[Input data Boundary: Start]
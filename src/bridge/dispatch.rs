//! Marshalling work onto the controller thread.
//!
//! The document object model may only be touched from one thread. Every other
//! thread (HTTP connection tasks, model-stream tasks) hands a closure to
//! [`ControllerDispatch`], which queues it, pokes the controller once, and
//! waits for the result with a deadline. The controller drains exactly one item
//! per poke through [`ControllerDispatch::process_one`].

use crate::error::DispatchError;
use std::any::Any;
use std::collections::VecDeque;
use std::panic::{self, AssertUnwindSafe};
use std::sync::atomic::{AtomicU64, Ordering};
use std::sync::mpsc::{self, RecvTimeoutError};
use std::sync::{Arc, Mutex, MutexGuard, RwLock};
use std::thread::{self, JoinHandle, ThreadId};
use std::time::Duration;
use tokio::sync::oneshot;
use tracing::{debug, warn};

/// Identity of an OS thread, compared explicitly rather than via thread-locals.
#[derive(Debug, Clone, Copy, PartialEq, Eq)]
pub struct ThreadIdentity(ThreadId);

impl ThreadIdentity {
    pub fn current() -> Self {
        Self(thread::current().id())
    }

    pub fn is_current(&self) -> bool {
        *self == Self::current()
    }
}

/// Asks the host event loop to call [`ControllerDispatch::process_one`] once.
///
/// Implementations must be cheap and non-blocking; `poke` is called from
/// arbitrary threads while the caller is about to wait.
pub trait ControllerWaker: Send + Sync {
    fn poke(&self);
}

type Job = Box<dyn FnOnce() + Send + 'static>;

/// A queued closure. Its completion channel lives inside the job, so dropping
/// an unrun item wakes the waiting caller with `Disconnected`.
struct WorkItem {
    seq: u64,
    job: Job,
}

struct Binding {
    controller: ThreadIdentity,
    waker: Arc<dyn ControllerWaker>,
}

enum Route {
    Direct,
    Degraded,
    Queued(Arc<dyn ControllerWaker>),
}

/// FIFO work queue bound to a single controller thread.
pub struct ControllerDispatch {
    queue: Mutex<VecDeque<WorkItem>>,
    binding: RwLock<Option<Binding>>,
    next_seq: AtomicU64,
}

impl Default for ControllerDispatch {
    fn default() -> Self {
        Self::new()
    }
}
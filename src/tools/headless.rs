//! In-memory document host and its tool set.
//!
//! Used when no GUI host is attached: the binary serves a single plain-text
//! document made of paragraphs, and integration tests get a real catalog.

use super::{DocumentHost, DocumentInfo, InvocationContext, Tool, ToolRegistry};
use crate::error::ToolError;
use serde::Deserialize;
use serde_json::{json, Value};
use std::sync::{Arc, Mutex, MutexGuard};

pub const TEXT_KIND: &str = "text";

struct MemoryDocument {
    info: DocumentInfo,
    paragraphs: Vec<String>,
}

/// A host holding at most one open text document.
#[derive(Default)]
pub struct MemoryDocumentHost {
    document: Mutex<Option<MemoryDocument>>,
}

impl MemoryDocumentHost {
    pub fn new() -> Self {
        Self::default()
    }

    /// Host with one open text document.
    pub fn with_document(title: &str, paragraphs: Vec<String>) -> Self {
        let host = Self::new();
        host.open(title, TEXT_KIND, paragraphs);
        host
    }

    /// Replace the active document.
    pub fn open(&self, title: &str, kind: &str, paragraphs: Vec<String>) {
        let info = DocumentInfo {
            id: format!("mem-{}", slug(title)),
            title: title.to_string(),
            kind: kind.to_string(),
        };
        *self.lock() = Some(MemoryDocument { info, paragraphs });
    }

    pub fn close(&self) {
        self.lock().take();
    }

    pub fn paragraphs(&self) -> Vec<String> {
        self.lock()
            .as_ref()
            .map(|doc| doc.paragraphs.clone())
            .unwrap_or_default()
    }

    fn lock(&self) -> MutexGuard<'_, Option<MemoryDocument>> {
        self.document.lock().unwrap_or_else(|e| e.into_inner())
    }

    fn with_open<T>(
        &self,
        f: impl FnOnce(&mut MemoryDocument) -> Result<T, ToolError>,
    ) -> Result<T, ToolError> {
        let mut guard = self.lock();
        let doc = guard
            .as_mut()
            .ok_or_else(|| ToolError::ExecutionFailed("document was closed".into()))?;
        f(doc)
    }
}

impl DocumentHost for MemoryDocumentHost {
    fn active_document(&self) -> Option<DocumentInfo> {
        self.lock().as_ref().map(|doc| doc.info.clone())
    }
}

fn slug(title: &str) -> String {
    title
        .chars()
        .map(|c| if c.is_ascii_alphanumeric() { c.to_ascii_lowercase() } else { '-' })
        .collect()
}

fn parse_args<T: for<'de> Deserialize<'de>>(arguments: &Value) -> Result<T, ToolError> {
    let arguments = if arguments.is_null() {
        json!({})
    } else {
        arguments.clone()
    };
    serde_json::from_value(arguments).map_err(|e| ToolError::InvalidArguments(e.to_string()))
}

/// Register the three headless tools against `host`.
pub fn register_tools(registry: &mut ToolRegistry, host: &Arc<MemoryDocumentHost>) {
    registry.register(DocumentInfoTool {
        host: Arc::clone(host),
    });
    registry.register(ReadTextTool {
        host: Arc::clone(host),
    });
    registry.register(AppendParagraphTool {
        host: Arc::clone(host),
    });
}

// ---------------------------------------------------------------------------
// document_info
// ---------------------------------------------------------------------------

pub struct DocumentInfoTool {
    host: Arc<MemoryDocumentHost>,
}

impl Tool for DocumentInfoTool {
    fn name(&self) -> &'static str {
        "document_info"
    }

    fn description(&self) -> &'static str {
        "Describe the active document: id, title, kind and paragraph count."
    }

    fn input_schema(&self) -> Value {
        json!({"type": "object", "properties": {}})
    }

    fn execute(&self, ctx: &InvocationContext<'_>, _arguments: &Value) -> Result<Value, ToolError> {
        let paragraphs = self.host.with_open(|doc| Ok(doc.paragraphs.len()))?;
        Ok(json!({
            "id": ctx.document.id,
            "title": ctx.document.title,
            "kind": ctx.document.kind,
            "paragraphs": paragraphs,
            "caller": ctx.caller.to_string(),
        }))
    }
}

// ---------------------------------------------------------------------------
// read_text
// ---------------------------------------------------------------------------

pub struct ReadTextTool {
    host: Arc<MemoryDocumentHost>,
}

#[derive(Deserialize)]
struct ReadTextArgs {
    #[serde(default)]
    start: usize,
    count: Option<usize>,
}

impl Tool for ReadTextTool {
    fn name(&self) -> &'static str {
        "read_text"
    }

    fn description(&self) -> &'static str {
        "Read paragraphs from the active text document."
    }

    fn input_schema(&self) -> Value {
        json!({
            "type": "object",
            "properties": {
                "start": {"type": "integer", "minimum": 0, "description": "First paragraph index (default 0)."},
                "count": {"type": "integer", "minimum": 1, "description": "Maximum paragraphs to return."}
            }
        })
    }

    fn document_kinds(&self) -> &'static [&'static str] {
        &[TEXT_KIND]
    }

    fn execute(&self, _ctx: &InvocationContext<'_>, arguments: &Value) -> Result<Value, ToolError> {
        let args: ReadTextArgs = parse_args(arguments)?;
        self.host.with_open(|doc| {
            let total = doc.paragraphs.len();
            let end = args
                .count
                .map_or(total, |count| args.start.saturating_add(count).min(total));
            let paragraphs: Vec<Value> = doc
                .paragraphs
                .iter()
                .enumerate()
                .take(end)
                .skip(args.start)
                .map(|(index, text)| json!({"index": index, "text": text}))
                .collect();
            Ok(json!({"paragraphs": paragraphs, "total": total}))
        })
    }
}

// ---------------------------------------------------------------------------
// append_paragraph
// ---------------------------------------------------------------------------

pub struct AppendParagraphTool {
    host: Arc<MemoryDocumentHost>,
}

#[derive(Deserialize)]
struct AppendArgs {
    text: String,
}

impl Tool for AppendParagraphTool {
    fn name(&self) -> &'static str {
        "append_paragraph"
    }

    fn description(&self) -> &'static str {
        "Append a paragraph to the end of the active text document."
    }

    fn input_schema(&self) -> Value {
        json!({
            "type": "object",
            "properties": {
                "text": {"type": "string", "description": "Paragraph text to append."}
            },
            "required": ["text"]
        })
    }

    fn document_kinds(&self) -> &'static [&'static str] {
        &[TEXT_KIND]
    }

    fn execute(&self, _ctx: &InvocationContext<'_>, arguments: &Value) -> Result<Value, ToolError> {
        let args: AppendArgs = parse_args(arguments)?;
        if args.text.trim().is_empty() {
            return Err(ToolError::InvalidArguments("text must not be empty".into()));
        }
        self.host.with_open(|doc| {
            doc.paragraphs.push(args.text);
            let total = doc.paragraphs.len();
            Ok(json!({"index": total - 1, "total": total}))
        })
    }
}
[Input data Boundary: End]
Find every line in the records that has the word "WorkItem". Copy those lines.

◆ **Answer section**
struct WorkItem {
    queue: Mutex<VecDeque<WorkItem>>,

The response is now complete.